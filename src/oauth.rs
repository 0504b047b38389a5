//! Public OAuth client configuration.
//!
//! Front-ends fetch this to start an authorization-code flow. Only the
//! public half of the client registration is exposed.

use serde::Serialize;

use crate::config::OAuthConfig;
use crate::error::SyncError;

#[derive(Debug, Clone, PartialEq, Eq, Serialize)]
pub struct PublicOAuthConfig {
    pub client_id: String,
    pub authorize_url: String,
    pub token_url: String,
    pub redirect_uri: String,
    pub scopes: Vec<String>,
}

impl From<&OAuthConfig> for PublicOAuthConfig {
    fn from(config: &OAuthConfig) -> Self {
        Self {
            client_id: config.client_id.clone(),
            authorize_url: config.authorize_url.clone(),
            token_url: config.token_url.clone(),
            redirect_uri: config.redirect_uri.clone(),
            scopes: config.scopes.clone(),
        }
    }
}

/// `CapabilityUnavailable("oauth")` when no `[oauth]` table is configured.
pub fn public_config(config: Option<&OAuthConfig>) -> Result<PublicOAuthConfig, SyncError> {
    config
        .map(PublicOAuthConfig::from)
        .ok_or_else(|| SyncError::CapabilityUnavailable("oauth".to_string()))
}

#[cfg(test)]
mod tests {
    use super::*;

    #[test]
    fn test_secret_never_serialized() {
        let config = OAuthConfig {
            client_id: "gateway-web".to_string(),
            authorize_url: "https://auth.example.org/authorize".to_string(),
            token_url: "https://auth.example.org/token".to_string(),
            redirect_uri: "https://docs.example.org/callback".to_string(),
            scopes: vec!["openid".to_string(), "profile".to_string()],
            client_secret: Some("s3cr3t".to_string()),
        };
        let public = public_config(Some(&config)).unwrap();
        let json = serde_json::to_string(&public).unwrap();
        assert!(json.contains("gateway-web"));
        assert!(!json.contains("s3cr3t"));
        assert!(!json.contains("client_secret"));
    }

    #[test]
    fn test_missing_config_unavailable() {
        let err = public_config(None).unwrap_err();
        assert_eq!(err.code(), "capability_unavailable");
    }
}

******************************

Go through the records above and count the lines with the word "CapabilityUnavailable" in them. Answer with the number only.

2